- _DIRECTIONS FOR THIS TASK_
Within the entries below, the lines from the one with "pub struct SectionReaderPool" through the one with "Create a pool" are to be set down exactly, both ends kept.

- _INFORMATION SUPPLIED_
———

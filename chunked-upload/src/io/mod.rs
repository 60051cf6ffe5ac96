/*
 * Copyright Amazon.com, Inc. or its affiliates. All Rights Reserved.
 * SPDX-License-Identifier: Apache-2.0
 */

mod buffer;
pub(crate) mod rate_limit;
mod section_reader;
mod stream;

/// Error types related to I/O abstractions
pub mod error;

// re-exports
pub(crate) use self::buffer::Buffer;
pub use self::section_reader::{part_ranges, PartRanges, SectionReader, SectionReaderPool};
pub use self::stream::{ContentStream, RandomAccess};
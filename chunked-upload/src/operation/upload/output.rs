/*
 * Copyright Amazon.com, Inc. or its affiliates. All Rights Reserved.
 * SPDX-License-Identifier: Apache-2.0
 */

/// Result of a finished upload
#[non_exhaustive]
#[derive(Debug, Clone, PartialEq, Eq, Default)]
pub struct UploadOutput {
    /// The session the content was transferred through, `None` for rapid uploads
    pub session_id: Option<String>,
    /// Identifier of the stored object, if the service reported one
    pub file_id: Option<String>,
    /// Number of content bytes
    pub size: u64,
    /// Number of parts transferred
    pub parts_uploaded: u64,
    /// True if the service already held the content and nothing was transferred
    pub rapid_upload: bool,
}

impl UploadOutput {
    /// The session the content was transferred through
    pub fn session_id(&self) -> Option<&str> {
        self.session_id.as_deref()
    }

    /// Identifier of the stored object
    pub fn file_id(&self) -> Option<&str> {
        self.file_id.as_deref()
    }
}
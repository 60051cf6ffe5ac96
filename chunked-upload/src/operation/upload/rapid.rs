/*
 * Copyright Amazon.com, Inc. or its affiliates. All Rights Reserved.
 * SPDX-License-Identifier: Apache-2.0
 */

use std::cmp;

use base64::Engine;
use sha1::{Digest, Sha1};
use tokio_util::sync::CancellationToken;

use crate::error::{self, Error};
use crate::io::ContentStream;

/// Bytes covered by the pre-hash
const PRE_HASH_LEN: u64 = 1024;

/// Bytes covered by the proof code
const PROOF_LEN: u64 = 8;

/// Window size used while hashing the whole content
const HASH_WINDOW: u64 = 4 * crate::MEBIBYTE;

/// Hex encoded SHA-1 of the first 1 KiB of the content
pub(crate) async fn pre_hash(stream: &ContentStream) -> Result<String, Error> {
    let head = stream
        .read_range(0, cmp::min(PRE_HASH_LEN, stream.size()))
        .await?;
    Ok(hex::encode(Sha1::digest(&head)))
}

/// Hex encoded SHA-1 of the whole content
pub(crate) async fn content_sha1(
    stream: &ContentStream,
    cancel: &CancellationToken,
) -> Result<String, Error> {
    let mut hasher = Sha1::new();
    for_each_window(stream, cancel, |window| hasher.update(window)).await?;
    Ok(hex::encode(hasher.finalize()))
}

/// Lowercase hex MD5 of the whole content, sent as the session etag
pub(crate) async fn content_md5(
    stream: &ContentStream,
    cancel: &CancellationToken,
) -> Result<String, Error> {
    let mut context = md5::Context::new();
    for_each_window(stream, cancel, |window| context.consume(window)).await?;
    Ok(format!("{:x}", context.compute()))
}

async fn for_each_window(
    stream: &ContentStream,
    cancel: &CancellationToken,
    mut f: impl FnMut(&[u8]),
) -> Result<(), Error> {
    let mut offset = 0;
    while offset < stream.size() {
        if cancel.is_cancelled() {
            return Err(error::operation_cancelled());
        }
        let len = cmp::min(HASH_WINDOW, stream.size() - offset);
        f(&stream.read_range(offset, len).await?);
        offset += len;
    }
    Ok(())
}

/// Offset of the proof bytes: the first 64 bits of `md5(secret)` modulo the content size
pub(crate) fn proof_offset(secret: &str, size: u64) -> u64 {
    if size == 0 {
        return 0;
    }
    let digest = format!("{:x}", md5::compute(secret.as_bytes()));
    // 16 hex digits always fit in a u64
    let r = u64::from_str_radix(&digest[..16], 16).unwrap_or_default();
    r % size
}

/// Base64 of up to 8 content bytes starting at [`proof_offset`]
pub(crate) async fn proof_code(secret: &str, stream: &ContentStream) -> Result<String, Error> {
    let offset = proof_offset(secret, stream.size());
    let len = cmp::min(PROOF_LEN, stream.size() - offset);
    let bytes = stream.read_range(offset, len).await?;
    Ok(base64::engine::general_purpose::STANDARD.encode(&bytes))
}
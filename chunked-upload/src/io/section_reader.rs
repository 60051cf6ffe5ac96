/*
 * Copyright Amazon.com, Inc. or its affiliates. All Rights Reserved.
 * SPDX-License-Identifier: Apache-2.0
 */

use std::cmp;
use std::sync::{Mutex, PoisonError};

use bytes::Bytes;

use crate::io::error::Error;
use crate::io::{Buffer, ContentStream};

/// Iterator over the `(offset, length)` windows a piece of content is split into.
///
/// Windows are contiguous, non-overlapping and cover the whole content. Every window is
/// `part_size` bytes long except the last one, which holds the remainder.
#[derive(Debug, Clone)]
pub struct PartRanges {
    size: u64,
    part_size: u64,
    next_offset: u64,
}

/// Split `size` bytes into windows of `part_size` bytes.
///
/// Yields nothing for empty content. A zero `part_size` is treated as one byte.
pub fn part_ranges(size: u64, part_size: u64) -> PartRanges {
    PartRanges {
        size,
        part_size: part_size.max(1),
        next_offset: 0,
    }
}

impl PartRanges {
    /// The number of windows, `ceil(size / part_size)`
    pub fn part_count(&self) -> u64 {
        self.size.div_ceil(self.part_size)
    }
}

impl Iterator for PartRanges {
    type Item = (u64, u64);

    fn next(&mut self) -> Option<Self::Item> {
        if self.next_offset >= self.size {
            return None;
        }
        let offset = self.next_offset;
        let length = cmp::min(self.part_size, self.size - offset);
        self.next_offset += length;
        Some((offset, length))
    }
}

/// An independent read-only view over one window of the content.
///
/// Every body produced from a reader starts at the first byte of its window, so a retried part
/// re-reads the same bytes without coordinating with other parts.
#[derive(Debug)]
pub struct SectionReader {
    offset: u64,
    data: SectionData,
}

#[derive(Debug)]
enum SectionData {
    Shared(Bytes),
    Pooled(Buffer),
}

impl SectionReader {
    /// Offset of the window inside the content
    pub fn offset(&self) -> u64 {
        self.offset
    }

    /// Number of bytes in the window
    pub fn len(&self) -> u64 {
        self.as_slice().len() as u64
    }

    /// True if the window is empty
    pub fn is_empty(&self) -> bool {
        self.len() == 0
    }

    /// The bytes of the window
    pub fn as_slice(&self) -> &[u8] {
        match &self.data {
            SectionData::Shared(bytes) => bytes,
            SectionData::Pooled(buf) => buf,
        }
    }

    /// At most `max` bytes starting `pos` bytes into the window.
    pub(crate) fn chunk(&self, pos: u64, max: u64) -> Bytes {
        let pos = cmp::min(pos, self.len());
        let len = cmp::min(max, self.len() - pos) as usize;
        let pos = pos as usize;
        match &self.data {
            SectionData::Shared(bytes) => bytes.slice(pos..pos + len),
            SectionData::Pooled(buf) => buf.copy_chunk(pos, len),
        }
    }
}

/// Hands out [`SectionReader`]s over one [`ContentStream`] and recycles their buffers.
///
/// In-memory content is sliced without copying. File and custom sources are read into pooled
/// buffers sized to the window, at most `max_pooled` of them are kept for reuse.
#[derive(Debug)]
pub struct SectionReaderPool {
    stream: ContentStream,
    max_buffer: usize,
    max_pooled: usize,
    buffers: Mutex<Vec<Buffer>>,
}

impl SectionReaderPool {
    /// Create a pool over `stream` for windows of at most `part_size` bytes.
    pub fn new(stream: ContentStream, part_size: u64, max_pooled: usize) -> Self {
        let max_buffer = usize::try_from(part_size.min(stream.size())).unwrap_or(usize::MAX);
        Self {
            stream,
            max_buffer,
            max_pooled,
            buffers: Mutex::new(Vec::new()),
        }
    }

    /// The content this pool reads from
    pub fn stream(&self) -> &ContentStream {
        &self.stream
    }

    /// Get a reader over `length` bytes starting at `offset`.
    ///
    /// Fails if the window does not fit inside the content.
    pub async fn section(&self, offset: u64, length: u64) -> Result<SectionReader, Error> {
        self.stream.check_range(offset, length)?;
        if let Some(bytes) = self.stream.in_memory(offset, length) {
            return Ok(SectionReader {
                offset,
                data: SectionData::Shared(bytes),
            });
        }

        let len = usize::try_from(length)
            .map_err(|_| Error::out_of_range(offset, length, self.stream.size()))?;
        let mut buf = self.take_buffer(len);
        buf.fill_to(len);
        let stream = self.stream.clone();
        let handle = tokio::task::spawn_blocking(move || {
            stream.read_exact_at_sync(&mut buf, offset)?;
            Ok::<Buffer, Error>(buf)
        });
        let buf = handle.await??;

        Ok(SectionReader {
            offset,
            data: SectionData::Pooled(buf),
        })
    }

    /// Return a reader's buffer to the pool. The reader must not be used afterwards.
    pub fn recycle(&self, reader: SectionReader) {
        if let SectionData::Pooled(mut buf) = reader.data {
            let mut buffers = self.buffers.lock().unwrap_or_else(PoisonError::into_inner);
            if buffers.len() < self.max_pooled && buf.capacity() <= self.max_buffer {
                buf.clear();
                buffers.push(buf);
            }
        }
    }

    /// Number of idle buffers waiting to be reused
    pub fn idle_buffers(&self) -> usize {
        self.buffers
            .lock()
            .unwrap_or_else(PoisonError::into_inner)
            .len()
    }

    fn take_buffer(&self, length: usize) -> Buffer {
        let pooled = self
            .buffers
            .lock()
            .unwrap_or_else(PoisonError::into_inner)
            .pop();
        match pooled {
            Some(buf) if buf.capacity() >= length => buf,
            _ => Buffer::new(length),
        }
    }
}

———

- _ANSWER TO THIS PROBLEM_
pub struct SectionReaderPool {
    stream: ContentStream,
    max_buffer: usize,
    max_pooled: usize,
    buffers: Mutex<Vec<Buffer>>,
}

impl SectionReaderPool {
    /// Create a pool over `stream` for windows of at most `part_size` bytes.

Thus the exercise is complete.